** Opening Data for this exercise block **
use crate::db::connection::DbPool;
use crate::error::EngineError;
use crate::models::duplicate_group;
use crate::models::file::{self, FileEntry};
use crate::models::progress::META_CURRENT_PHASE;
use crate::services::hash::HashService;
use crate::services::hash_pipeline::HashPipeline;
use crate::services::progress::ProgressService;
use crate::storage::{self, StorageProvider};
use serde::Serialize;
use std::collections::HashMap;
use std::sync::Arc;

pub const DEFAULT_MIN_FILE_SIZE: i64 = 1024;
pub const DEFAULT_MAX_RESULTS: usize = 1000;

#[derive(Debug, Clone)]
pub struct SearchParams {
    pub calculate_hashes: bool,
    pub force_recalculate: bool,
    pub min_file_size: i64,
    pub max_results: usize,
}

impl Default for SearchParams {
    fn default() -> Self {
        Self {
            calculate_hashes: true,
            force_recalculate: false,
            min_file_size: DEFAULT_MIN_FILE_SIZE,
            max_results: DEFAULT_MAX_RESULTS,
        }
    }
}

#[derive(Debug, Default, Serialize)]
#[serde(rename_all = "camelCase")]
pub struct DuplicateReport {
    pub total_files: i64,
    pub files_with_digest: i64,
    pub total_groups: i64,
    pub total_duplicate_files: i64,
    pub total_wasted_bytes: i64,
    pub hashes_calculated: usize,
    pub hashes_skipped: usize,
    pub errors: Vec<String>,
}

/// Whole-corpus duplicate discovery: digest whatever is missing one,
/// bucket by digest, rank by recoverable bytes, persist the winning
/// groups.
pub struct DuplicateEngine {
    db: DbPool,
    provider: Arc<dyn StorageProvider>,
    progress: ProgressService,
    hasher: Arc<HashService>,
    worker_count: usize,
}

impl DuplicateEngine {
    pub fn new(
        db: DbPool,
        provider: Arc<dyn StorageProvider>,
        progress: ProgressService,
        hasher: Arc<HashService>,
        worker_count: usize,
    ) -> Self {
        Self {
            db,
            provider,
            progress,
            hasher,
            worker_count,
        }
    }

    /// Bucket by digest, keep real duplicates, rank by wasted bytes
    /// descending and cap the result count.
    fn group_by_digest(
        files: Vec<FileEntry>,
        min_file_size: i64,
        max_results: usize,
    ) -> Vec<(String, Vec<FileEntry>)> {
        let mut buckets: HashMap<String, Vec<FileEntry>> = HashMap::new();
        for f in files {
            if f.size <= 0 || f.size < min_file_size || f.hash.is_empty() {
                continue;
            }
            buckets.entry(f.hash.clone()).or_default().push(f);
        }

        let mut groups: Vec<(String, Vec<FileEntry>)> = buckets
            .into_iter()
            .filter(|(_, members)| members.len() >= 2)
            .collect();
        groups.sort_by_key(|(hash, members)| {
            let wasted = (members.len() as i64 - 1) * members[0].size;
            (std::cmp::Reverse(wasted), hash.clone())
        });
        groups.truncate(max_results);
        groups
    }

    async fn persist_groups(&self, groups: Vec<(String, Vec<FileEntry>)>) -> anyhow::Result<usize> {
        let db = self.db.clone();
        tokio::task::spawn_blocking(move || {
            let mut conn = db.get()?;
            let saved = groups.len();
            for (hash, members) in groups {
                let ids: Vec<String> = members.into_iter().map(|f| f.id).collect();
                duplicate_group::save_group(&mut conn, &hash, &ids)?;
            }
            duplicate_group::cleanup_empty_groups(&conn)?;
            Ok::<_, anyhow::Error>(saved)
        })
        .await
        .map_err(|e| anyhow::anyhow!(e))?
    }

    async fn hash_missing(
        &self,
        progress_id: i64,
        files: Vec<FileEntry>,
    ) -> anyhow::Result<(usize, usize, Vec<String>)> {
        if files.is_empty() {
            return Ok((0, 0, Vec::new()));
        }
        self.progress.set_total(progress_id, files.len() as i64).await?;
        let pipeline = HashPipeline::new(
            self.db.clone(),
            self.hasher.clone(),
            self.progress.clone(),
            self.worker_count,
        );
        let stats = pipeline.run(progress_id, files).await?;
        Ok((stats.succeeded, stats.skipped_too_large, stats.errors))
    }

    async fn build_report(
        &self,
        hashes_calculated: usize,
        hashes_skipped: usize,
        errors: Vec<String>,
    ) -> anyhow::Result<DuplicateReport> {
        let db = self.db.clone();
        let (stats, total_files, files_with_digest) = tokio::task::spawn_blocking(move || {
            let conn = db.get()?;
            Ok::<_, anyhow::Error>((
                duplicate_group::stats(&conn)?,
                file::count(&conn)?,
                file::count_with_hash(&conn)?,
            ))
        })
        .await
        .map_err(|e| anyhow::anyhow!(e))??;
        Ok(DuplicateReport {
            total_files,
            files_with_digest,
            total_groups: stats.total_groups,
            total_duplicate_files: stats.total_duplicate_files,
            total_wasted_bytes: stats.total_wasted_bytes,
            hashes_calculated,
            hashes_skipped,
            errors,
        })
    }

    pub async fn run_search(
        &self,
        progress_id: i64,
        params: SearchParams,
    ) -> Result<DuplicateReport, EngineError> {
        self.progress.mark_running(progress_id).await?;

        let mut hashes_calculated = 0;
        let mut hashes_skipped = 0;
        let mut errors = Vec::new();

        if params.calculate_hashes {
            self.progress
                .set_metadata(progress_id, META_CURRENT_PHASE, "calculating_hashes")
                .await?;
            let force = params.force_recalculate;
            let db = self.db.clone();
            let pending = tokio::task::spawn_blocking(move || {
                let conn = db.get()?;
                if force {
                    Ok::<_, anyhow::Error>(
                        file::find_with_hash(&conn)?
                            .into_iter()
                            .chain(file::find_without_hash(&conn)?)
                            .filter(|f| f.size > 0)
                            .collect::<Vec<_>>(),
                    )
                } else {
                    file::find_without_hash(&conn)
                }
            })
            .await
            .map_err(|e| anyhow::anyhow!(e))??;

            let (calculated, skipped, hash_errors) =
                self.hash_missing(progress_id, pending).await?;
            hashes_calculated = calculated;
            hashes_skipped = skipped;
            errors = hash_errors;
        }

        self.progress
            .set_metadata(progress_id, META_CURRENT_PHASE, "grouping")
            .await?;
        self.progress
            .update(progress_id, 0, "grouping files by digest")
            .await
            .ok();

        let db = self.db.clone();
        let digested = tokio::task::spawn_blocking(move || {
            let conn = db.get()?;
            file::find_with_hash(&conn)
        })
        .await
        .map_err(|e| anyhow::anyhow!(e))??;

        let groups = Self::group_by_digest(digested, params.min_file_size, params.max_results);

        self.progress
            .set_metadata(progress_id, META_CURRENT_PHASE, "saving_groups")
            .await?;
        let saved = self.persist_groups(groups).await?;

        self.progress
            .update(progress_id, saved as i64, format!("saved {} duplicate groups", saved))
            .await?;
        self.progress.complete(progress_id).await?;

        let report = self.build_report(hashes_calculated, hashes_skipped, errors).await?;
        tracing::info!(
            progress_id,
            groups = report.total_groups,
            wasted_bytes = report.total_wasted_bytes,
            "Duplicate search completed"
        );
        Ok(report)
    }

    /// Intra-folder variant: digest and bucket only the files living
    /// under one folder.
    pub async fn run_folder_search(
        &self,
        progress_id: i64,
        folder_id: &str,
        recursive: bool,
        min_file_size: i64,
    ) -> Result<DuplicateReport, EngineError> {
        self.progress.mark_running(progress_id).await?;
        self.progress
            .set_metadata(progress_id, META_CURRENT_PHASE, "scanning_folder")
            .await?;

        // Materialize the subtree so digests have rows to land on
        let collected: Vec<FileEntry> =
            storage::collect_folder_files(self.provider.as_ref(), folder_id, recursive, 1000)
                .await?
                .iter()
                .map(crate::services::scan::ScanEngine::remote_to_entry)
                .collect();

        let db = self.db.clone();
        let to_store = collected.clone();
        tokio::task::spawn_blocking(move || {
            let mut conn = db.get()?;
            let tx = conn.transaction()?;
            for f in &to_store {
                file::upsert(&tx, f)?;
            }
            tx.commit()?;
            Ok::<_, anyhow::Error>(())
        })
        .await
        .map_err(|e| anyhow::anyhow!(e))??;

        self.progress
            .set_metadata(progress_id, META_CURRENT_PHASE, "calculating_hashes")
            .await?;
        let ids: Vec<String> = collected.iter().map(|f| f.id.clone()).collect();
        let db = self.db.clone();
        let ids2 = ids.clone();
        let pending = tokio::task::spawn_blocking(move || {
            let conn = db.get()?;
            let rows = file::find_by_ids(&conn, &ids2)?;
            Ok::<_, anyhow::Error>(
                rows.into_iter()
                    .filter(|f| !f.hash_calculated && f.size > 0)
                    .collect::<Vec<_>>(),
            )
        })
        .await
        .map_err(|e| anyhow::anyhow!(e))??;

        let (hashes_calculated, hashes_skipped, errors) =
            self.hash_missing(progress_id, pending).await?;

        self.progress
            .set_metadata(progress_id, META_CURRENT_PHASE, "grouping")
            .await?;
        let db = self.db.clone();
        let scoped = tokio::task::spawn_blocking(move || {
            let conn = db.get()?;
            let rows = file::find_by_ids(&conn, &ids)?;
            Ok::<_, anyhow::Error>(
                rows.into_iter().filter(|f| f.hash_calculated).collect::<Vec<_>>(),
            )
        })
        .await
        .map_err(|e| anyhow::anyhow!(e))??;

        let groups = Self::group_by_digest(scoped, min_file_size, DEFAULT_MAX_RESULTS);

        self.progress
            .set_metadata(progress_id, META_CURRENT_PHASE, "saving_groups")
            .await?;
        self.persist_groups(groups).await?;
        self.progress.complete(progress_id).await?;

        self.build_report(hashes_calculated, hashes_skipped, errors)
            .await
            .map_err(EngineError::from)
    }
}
** Closing Data for this exercise block **
# Your objective:
Compute the number of lines in the entries above that hold the word "usize"; the answer must contain nothing else.

# Task answer:
11